Thirdly, dating back to the 1940’s when it was found that the African clawed frog would lay its eggs when injected with a pregnant womans urine, it was widely used for the standard pregnancy test in America.  The African clawed frog is a non-native species and it is now known that it introduced Bd (Batrachochytrium dendrobatidis) which is responsible for the dramatic decline in the amphibians proposed in this listing.  The frogs, Xenopus laevis, carried the infection in Africa decades before it showed up in North America, the research finds.

Additionally, there are other possible carriers for Bd, including the American bullfrog, which has also been moved around the world by people who farm bullfrogs for their meaty legs.  Because of the importing of certain frogs for human consumption (particularly from Asia) which contain the deadly fungus, the disease is allowed to be introduced and spread among the native species.  These frogs for human consumption are supposed to be sold dead, but pet stores sell these species live and find their way into the American ecosystems infecting the native species.

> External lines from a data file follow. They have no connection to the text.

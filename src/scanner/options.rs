use std::path::Path;

use crate::error::{DirtError, Result};

/// Deepest level that can be materialized as separate rows.
pub const MAX_DEPTH: usize = 2;

/// Linux virtual filesystem paths that should be excluded by default.
/// These can report incorrect/huge sizes and cause scanning issues.
pub const LINUX_VIRTUAL_FS_PATHS: &[&str] = &["/proc", "/dev", "/sys", "/run"];

/// Configuration options for a scan.
#[derive(Debug, Clone)]
pub struct ScanOptions {
    /// Levels below the root materialized as separate rows (0 = only direct children)
    pub max_depth: usize,

    /// Don't descend into /proc, /dev, /sys and /run when they show up below the root
    pub skip_virtual_fs: bool,
}

impl Default for ScanOptions {
    fn default() -> Self {
        Self {
            max_depth: 0,
            skip_virtual_fs: true,
        }
    }
}

impl ScanOptions {
    /// Check if a path is one of the Linux virtual filesystem mount points
    pub fn is_linux_virtual_fs(path: &Path) -> bool {
        LINUX_VIRTUAL_FS_PATHS
            .iter()
            .any(|vfs| path == Path::new(vfs))
    }

    /// Create a new ScanOptions with default values
    pub fn new() -> Self {
        Self::default()
    }

    /// Set maximum materialized depth
    pub fn with_max_depth(mut self, depth: usize) -> Self {
        self.max_depth = depth;
        self
    }

    /// Set whether virtual filesystems are skipped
    pub fn with_skip_virtual_fs(mut self, skip: bool) -> Self {
        self.skip_virtual_fs = skip;
        self
    }

    /// Reject options that can't be scanned with.
    pub fn validate(&self) -> Result<()> {
        if self.max_depth > MAX_DEPTH {
            return Err(DirtError::InvalidArgument(format!(
                "depth must be between 0 and {}, {} given",
                MAX_DEPTH, self.max_depth
            )));
        }
        Ok(())
    }
}

#[cfg(test)]
mod tests {
    use super::*;

    #[test]
    fn test_default_options() {
        let opts = ScanOptions::default();
        assert_eq!(opts.max_depth, 0);
        assert!(opts.skip_virtual_fs);
        assert!(opts.validate().is_ok());
    }

    #[test]
    fn test_scan_options_builder() {
        let opts = ScanOptions::new()
            .with_max_depth(2)
            .with_skip_virtual_fs(false);

        assert_eq!(opts.max_depth, 2);
        assert!(!opts.skip_virtual_fs);
    }

    #[test]
    fn test_depth_out_of_range_is_rejected() {
        let err = ScanOptions::new().with_max_depth(3).validate().unwrap_err();
        assert!(matches!(err, DirtError::InvalidArgument(_)));
    }

    #[test]
    fn test_is_linux_virtual_fs() {
        assert!(ScanOptions::is_linux_virtual_fs(Path::new("/proc")));
        assert!(ScanOptions::is_linux_virtual_fs(Path::new("/dev")));
        assert!(ScanOptions::is_linux_virtual_fs(Path::new("/sys")));
        assert!(ScanOptions::is_linux_virtual_fs(Path::new("/run")));

        // Only the mount points themselves, so scanning inside them still works
        assert!(!ScanOptions::is_linux_virtual_fs(Path::new("/proc/1")));
        assert!(!ScanOptions::is_linux_virtual_fs(Path::new("/running")));
        assert!(!ScanOptions::is_linux_virtual_fs(Path::new("/home")));
        assert!(!ScanOptions::is_linux_virtual_fs(Path::new("/tmp")));
    }
}
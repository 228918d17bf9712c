// src/engine/mod.rs

pub mod eligibility;
pub mod events;
pub mod grading;
pub mod lifecycle;
pub mod result;
pub mod selector;
pub mod time_budget;
// src/engine/result.rs

/// The evaluated outcome of a finalized attempt, persisted atomically with
/// the `Created -> Completed` transition.
#[derive(Debug, Clone, PartialEq)]
pub struct AttemptOutcome {
    pub score: i64,
    pub total_questions: i64,
    pub percentage: f64,

    /// Present only when the definition carries a pass threshold (exams).
    pub passed: Option<bool>,

    pub time_taken_seconds: i64,
}

/// Rounds to one decimal place. Both the reported percentage and the pass
/// comparison use the rounded value, so a result can never sit on the other
/// side of the threshold from the number the user sees.
pub fn round_percentage(value: f64) -> f64 {
    (value * 10.0).round() / 10.0
}

/// Turns a raw score into the completion record.
pub fn evaluate(
    score: i64,
    total_questions: i64,
    passing_percentage: Option<i64>,
    elapsed_seconds: i64,
) -> AttemptOutcome {
    let percentage = if total_questions > 0 {
        round_percentage(score as f64 / total_questions as f64 * 100.0)
    } else {
        0.0
    };

    let passed = passing_percentage.map(|threshold| percentage >= threshold as f64);

    AttemptOutcome {
        score,
        total_questions,
        percentage,
        passed,
        time_taken_seconds: elapsed_seconds.max(0),
    }
}

#[cfg(test)]
mod tests {
    use super::*;

    #[test]
    fn exam_above_threshold_passes() {
        // 3 of 4 correct at a 70% threshold.
        let outcome = evaluate(3, 4, Some(70), 120);
        assert_eq!(outcome.percentage, 75.0);
        assert_eq!(outcome.passed, Some(true));
        assert_eq!(outcome.time_taken_seconds, 120);
    }

    #[test]
    fn exam_below_threshold_fails() {
        let outcome = evaluate(2, 4, Some(70), 30);
        assert_eq!(outcome.percentage, 50.0);
        assert_eq!(outcome.passed, Some(false));
    }

    #[test]
    fn quiz_reports_no_verdict() {
        let outcome = evaluate(4, 5, None, 60);
        assert_eq!(outcome.percentage, 80.0);
        assert_eq!(outcome.passed, None);
    }

    #[test]
    fn open_question_denominator_caps_percentage() {
        // 5 questions, one open-ended: a perfect auto-graded score is 4.
        let outcome = evaluate(4, 5, Some(70), 0);
        assert_eq!(outcome.percentage, 80.0);
        assert_eq!(outcome.passed, Some(true));
    }

    #[test]
    fn rounding_happens_before_the_threshold_compare() {
        // 2/3 = 66.666..% rounds to 66.7, and the rounded value is what
        // faces the threshold.
        let outcome = evaluate(2, 3, Some(66), 0);
        assert_eq!(outcome.percentage, 66.7);
        assert_eq!(outcome.passed, Some(true));

        let outcome = evaluate(2, 3, Some(67), 0);
        assert_eq!(outcome.passed, Some(false));
    }

    #[test]
    fn empty_denominator_scores_zero() {
        let outcome = evaluate(0, 0, Some(50), 10);
        assert_eq!(outcome.percentage, 0.0);
        assert_eq!(outcome.passed, Some(false));
    }

    #[test]
    fn negative_elapsed_is_clamped() {
        let outcome = evaluate(1, 1, None, -30);
        assert_eq!(outcome.time_taken_seconds, 0);
    }
}
// src/lib.rs

pub mod config;
pub mod engine;
pub mod error;
pub mod handlers;
pub mod models;
pub mod routes;
pub mod state;

// Re-export specific items for convenience if needed
pub use routes::create_router;
// src/error.rs

use axum::{
    Json,
    http::StatusCode,
    response::{IntoResponse, Response},
};
use serde_json::json;
use std::fmt;

use crate::engine::eligibility::IneligibilityReason;

/// Global Application Error Enum.
/// Centralizes error handling and mapping to HTTP responses.
#[derive(Debug)]
pub enum AppError {
    // 500 Internal Server Error (storage and other unexpected failures;
    // safe for the caller to retry, start/submit are idempotent)
    InternalServerError(String),

    // 400 Bad Request
    BadRequest(String),

    // 404 Not Found (unknown definition or attempt)
    NotFound(String),

    // 409 Conflict
    Conflict(String),

    // 409 Conflict with a machine-readable reason code: the user may not
    // start an attempt right now. Never retried automatically.
    Ineligible(IneligibilityReason),
}

impl fmt::Display for AppError {
    fn fmt(&self, f: &mut fmt::Formatter<'_>) -> fmt::Result {
        write!(f, "{:?}", self)
    }
}

impl std::error::Error for AppError {}

/// Implements `IntoResponse` for `AppError`.
/// Converts the error into a JSON response with appropriate HTTP status code.
impl IntoResponse for AppError {
    fn into_response(self) -> Response {
        let (status, body) = match self {
            AppError::InternalServerError(msg) => {
                tracing::error!("Internal Server Error: {}", msg);
                (
                    StatusCode::INTERNAL_SERVER_ERROR,
                    json!({ "error": "Internal Server Error" }),
                )
            }
            AppError::BadRequest(msg) => (StatusCode::BAD_REQUEST, json!({ "error": msg })),
            AppError::NotFound(msg) => (StatusCode::NOT_FOUND, json!({ "error": msg })),
            AppError::Conflict(msg) => (StatusCode::CONFLICT, json!({ "error": msg })),
            AppError::Ineligible(reason) => (
                StatusCode::CONFLICT,
                json!({
                    "error": reason.message(),
                    "reason": reason.code(),
                }),
            ),
        };

        (status, Json(body)).into_response()
    }
}

/// Converts `sqlx::Error` into `AppError::InternalServerError`.
/// Allows using `?` operator on database queries.
impl From<sqlx::Error> for AppError {
    fn from(err: sqlx::Error) -> Self {
        AppError::InternalServerError(err.to_string())
    }
}

impl From<serde_json::Error> for AppError {
    fn from(err: serde_json::Error) -> Self {
        AppError::BadRequest(err.to_string())
    }
}
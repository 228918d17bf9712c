// src/main.rs

use std::net::SocketAddr;
use std::str::FromStr;
use std::sync::Arc;

use assessment_engine::config::Config;
use assessment_engine::engine::events::LogPassEventSink;
use assessment_engine::routes;
use assessment_engine::state::AppState;
use dotenvy::dotenv;
use sqlx::sqlite::{SqliteConnectOptions, SqlitePoolOptions};
use tracing_subscriber::{EnvFilter, fmt, layer::SubscriberExt, util::SubscriberInitExt};

#[tokio::main]
async fn main() {
    // Load .env file (if present)
    dotenv().ok();

    // Load configuration from environment
    let config = Config::from_env();

    let file_appender = tracing_appender::rolling::daily("logs", "app.log");
    let (non_blocking, _guard) = tracing_appender::non_blocking(file_appender);
    let env_filter = EnvFilter::new(&config.rust_log);
    let stdout_layer = fmt::layer().with_writer(std::io::stdout).with_target(false);
    let file_layer = fmt::layer().with_writer(non_blocking).with_ansi(false);

    // Initialize Tracing (Logging)
    tracing_subscriber::registry()
        .with(env_filter)
        .with(stdout_layer)
        .with(file_layer)
        .init();

    // Initialize Database Pool
    let connect_options = SqliteConnectOptions::from_str(&config.database_url)
        .expect("Invalid DATABASE_URL")
        .create_if_missing(true);

    let pool = SqlitePoolOptions::new()
        .max_connections(5)
        .connect_with(connect_options)
        .await
        .expect("Failed to connect to database");

    tracing::info!("Database connected...");

    // Run Migrations Automatically
    tracing::info!("Running migrations...");
    sqlx::migrate!("./migrations")
        .run(&pool)
        .await
        .expect("Failed to run database migrations");
    tracing::info!("Migrations applied successfully.");

    // Create AppState
    let state = AppState {
        pool: pool.clone(),
        config: config.clone(),
        pass_events: Arc::new(LogPassEventSink),
    };

    // Create the Axum application router
    let app = routes::create_router(state);

    // Bind to the listening address
    let addr = SocketAddr::from(([0, 0, 0, 0], config.port));
    tracing::info!("Listening on {}", addr);

    let listener = tokio::net::TcpListener::bind(addr).await.unwrap();

    // Start the server
    axum::serve(listener, app).await.unwrap();
}
// src/engine/events.rs

use async_trait::async_trait;
use serde::Serialize;

/// Emitted exactly once per attempt that completes with a passing verdict.
/// The achievement/points system downstream decides what it is worth.
#[derive(Debug, Clone, PartialEq, Eq, Serialize)]
pub struct PassEvent {
    pub user_id: i64,
    pub category_id: i64,
    pub definition_id: i64,
    pub attempt_id: i64,
}

/// Outbound boundary for pass events. Publishing happens after the
/// completing transaction commits and never blocks the submit response.
#[async_trait]
pub trait PassEventSink: Send + Sync {
    async fn publish(&self, event: PassEvent);
}

/// Default sink: records the event in the log. Deployments wire a real
/// integration in its place.
pub struct LogPassEventSink;

#[async_trait]
impl PassEventSink for LogPassEventSink {
    async fn publish(&self, event: PassEvent) {
        tracing::info!(
            user_id = event.user_id,
            category_id = event.category_id,
            definition_id = event.definition_id,
            attempt_id = event.attempt_id,
            "assessment passed"
        );
    }
}
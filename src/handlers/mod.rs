// src/handlers/mod.rs

pub mod assessment;
pub mod attempt;
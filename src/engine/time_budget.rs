// src/engine/time_budget.rs

use chrono::{DateTime, Duration, Utc};

/// Time remaining on an attempt, relative to the definition's optional
/// time limit.
#[derive(Debug, Clone, Copy, PartialEq, Eq)]
pub enum TimeBudget {
    /// The definition carries no time limit.
    Unlimited,
    Remaining(Duration),
    /// Past the deadline by `overrun`. Submissions are still accepted and
    /// graded; enforcement is advisory.
    Expired { overrun: Duration },
}

impl TimeBudget {
    /// Seconds left for display purposes: `None` when unlimited, zero once
    /// the deadline has passed.
    pub fn remaining_seconds(&self) -> Option<i64> {
        match self {
            TimeBudget::Unlimited => None,
            TimeBudget::Remaining(left) => Some(left.num_seconds()),
            TimeBudget::Expired { .. } => Some(0),
        }
    }
}

/// Computes the budget for an attempt started at `started_at`.
pub fn remaining(
    started_at: DateTime<Utc>,
    time_limit_minutes: Option<i64>,
    now: DateTime<Utc>,
) -> TimeBudget {
    let Some(limit) = time_limit_minutes else {
        return TimeBudget::Unlimited;
    };

    let deadline = started_at + Duration::minutes(limit);
    if now <= deadline {
        TimeBudget::Remaining(deadline - now)
    } else {
        TimeBudget::Expired {
            overrun: now - deadline,
        }
    }
}

/// Elapsed seconds for the completion record.
///
/// Prefers the client-reported start instant when present (the client knows
/// when the questions were actually shown), falling back to the server-side
/// start. Clamped to zero so client clock skew can never record a negative
/// duration.
pub fn elapsed_seconds(
    client_started_at: Option<DateTime<Utc>>,
    server_started_at: DateTime<Utc>,
    now: DateTime<Utc>,
) -> i64 {
    let start = client_started_at.unwrap_or(server_started_at);
    (now - start).num_seconds().max(0)
}

/// Whether a late submission falls outside the configured grace window.
///
/// With no grace configured (the default) this never rejects: late
/// submissions are accepted with the true elapsed time recorded.
pub fn past_grace_window(
    started_at: DateTime<Utc>,
    time_limit_minutes: Option<i64>,
    grace_minutes: Option<i64>,
    now: DateTime<Utc>,
) -> bool {
    let (Some(limit), Some(grace)) = (time_limit_minutes, grace_minutes) else {
        return false;
    };

    now > started_at + Duration::minutes(limit + grace)
}

#[cfg(test)]
mod tests {
    use super::*;
    use chrono::TimeZone;

    fn start() -> DateTime<Utc> {
        Utc.with_ymd_and_hms(2025, 6, 1, 12, 0, 0).unwrap()
    }

    #[test]
    fn no_limit_means_unlimited() {
        assert_eq!(
            remaining(start(), None, start() + Duration::hours(40)),
            TimeBudget::Unlimited
        );
    }

    #[test]
    fn remaining_counts_down() {
        let budget = remaining(start(), Some(30), start() + Duration::minutes(10));
        assert_eq!(budget, TimeBudget::Remaining(Duration::minutes(20)));
    }

    #[test]
    fn expired_reports_overrun() {
        let budget = remaining(start(), Some(2), start() + Duration::minutes(5));
        assert_eq!(
            budget,
            TimeBudget::Expired {
                overrun: Duration::minutes(3)
            }
        );
    }

    #[test]
    fn elapsed_prefers_client_start() {
        let client = start() - Duration::minutes(5);
        let now = start() + Duration::minutes(1);
        assert_eq!(elapsed_seconds(Some(client), start(), now), 360);
    }

    #[test]
    fn elapsed_falls_back_to_server_start() {
        let now = start() + Duration::seconds(90);
        assert_eq!(elapsed_seconds(None, start(), now), 90);
    }

    #[test]
    fn elapsed_clamps_clock_skew_to_zero() {
        let client = start() + Duration::minutes(10);
        assert_eq!(elapsed_seconds(Some(client), start(), start()), 0);
    }

    #[test]
    fn no_grace_configured_never_rejects() {
        let late = start() + Duration::hours(3);
        assert!(!past_grace_window(start(), Some(2), None, late));
    }

    #[test]
    fn grace_window_rejects_only_past_limit_plus_grace() {
        let now = start() + Duration::minutes(11);
        assert!(!past_grace_window(start(), Some(10), Some(5), now));

        let now = start() + Duration::minutes(16);
        assert!(past_grace_window(start(), Some(10), Some(5), now));
    }
}
/// Grades and finalizes an attempt in one atomic write.
///
/// Idempotent: submitting an already-completed attempt returns the stored
/// result without re-grading. Returns the pass event to publish (after the
/// caller is past this function, the completion is durable) when this call
/// performed the transition and the verdict is a pass.
pub async fn submit_attempt(
    pool: &SqlitePool,
    grace_minutes: Option<i64>,
    attempt_id: i64,
    req: &SubmitAttemptRequest,
    now: DateTime<Utc>,
) -> Result<(AttemptResult, Option<PassEvent>), AppError> {
    let mut tx = pool.begin().await?;

    let Some(attempt) = fetch_attempt(&mut tx, attempt_id).await? else {
        return Err(AppError::NotFound("Attempt not found".to_string()));
    };

    if attempt.is_completed() {
        return Ok((stored_result(&attempt), None));
    }

    let definition = fetch_definition(&mut tx, attempt.definition_id).await?;

    // Late submissions are accepted and graded with the true elapsed time
    // recorded; only an explicitly configured grace window can close the
    // door entirely.
    if time_budget::past_grace_window(
        attempt.started_at,
        definition.time_limit_minutes,
        grace_minutes,
        now,
    ) {
        return Err(AppError::Conflict(
            "The submission window for this attempt has closed".to_string(),
        ));
    }

    let snapshot_ids = &attempt.selected_question_ids.0;
    let questions = fetch_questions_by_ids(&mut tx, snapshot_ids).await?;

    if questions.len() < snapshot_ids.len() {
        // A snapshot question was deleted mid-attempt. Grade what is left
        // and drop the rest from the denominator.
        let found: HashSet<i64> = questions.iter().map(|q| q.id).collect();
        for id in snapshot_ids.iter().copied().filter(|id| !found.contains(id)) {
            tracing::warn!(
                attempt_id,
                question_id = id,
                "snapshot question missing at grading time"
            );
        }
    }

    let graded = grading::grade_answers(&questions, &req.answers);
    let score = grading::tally_score(&graded);
    let elapsed = time_budget::elapsed_seconds(req.client_started_at, attempt.started_at, now);
    let outcome = result::evaluate(
        score,
        questions.len() as i64,
        definition.passing_percentage,
        elapsed,
    );

    // The compare-and-swap runs first: winning the `Created -> Completed`
    // transition is what entitles this transaction to write answer rows at
    // all. A losing concurrent submit surfaces here either as zero rows
    // affected or as a write conflict; both mean someone else finalized.
    let won = match finalize_attempt(&mut tx, attempt.id, &outcome, now).await {
        Ok(won) => won,
        Err(sqlx::Error::Database(db_err)) => {
            tracing::warn!(
                attempt_id,
                "finalize lost a write conflict: {}",
                db_err.message()
            );
            false
        }
        Err(e) => return Err(e.into()),
    };

    if !won {
        // A concurrent submit completed this attempt first. Drop our
        // grading pass and return the stored result.
        drop(tx);
        let result = load_result(pool, attempt_id).await?;
        return Ok((result, None));
    }

    for answer in &graded {
        sqlx::query(
            r#"
            INSERT INTO answers (attempt_id, question_id, submitted_value, is_correct)
            VALUES (?, ?, ?, ?)
            "#,
        )
        .bind(attempt.id)
        .bind(answer.question_id)
        .bind(&answer.submitted_value)
        .bind(answer.is_correct)
        .execute(&mut *tx)
        .await?;
    }

    tx.commit().await?;

    tracing::info!(
        attempt_id,
        score = outcome.score,
        percentage = outcome.percentage,
        passed = ?outcome.passed,
        "attempt completed"
    );

    let event = (outcome.passed == Some(true)).then(|| PassEvent {
        user_id: attempt.user_id,
        category_id: definition.category_id,
        definition_id: definition.id,
        attempt_id: attempt.id,
    });

    let result = AttemptResult {
        attempt_id: attempt.id,
        score: outcome.score,
        total_questions: outcome.total_questions,
        percentage: outcome.percentage,
        passed: outcome.passed,
        time_taken_seconds: outcome.time_taken_seconds,
    };

    Ok((result, event))
}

It is abundantly clear the scientific community as a whole agree the decline in amphibian populations is not from the public accessing their lands, but because of pesticides, fungus and importing products which infect the populations with deadly diseases.

We strongly, and unanimously oppose the proposed rules to list as endangered/threatened, and to designate millions of acres of public lands for the Yellow-Legged frog and Yosemite Toad which is not based upon science, but conjecture.

 

Sincerely,

 

Mr. Shannon Poe

President, AMRA

American Mining Rights Association

PMB #607, 6386 Greeley Hill Road

Coulterville CA, 95311
http://imgace.com/pic/tag/chytrid-is-also-largely-responsible-for-endangering-californias-mountain-yellow-legged-frog-rana-muscosa/#ddly4cU8emdI1fMw.99

http://www.plosone.org/article/info%3Adoi%2F10.1371%2Fjournal.pone.0035374

http://www.sciencedaily.com/releases/2008/08/080812135654.htm

http://www.livescience.com/32043-pregnancy-test-frog-spread-fungus.html

https://www.baycitizen.org/news/science/despite-deadly-fungus-frog-imports-1/

One thought on “AMRA’s formal letter to DFG on the Yellow-legged Frog and Yosemite Toad”

  1. Thank you Shannon for expressing an objective overview in the situation we are all facing. I totally agree with the points you made. It seems that the Governments Agenda must be over-riding their ability to objectively based on the facts. If they continue to not represent the public and continue to destroy the American way of life, then we must find a way to get these mis-guided people out of the positions they hold. Thanks again for stating the obvious in a methodical and powerfull way!